[Saved entries]
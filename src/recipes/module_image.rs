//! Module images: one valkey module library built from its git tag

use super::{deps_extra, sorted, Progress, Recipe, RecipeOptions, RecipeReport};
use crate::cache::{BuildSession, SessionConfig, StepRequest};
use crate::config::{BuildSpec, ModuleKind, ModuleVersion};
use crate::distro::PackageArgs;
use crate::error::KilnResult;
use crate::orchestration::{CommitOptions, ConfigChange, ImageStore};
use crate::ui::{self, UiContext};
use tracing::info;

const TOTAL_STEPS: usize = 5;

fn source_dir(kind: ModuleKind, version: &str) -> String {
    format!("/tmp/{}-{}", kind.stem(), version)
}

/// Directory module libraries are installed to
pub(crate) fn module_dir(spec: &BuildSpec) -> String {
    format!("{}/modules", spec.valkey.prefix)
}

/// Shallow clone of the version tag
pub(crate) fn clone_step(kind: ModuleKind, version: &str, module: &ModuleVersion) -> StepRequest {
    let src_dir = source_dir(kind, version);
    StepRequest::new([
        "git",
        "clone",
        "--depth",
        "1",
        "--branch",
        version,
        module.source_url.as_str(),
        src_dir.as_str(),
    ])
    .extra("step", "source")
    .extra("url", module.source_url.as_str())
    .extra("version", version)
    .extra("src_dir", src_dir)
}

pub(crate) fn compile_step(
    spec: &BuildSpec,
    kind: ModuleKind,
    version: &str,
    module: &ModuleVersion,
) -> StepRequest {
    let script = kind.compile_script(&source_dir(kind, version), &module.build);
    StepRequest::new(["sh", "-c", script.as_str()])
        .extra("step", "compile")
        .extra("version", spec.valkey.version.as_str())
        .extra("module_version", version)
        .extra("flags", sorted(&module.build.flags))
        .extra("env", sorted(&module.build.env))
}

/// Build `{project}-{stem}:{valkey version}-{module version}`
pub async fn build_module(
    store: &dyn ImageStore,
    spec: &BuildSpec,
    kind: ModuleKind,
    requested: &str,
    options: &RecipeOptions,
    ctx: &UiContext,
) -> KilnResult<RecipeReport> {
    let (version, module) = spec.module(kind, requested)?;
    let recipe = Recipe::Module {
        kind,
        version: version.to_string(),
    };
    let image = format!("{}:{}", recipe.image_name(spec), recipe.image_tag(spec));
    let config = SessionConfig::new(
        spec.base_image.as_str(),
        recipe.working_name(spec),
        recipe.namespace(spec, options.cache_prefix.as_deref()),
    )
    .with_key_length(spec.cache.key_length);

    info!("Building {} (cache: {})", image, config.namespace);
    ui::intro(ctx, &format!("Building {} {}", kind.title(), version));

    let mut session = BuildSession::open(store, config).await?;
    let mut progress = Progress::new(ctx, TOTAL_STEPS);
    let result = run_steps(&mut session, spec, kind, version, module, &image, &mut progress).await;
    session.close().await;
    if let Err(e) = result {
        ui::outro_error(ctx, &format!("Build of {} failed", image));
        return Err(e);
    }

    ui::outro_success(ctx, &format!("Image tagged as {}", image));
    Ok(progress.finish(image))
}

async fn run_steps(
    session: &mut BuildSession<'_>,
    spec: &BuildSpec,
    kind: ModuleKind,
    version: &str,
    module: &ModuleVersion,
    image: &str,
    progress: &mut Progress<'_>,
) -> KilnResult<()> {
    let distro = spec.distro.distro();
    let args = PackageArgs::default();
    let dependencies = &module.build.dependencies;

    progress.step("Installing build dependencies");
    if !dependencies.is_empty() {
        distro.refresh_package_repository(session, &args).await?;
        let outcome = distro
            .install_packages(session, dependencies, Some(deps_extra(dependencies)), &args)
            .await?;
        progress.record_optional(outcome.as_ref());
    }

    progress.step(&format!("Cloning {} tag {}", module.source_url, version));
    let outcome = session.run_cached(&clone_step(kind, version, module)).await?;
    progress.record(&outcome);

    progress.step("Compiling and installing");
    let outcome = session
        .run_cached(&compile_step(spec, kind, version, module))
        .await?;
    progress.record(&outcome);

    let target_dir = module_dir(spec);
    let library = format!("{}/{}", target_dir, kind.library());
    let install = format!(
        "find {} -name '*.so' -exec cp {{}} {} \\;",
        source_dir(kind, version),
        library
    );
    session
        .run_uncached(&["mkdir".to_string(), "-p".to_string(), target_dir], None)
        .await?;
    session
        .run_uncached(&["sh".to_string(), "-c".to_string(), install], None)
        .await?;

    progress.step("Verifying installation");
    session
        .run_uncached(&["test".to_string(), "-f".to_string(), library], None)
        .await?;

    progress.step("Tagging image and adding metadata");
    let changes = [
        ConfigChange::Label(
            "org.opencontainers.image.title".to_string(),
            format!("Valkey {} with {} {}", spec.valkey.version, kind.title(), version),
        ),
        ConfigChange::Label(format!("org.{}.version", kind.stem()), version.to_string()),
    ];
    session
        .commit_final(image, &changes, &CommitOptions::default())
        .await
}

▶ [What to produce]: Restate, please, word for word the span of records running from the first line to the line bearing "const TOTAL_STEPS: usize = 5;", both included, and nothing outside it.

▶ [Output for this exercise]:
filename src/recipes/module_image.rs
//! Module images: one valkey module library built from its git tag

use super::{deps_extra, sorted, Progress, Recipe, RecipeOptions, RecipeReport};
use crate::cache::{BuildSession, SessionConfig, StepRequest};
use crate::config::{BuildSpec, ModuleKind, ModuleVersion};
use crate::distro::PackageArgs;
use crate::error::KilnResult;
use crate::orchestration::{CommitOptions, ConfigChange, ImageStore};
use crate::ui::{self, UiContext};
use tracing::info;

const TOTAL_STEPS: usize = 5;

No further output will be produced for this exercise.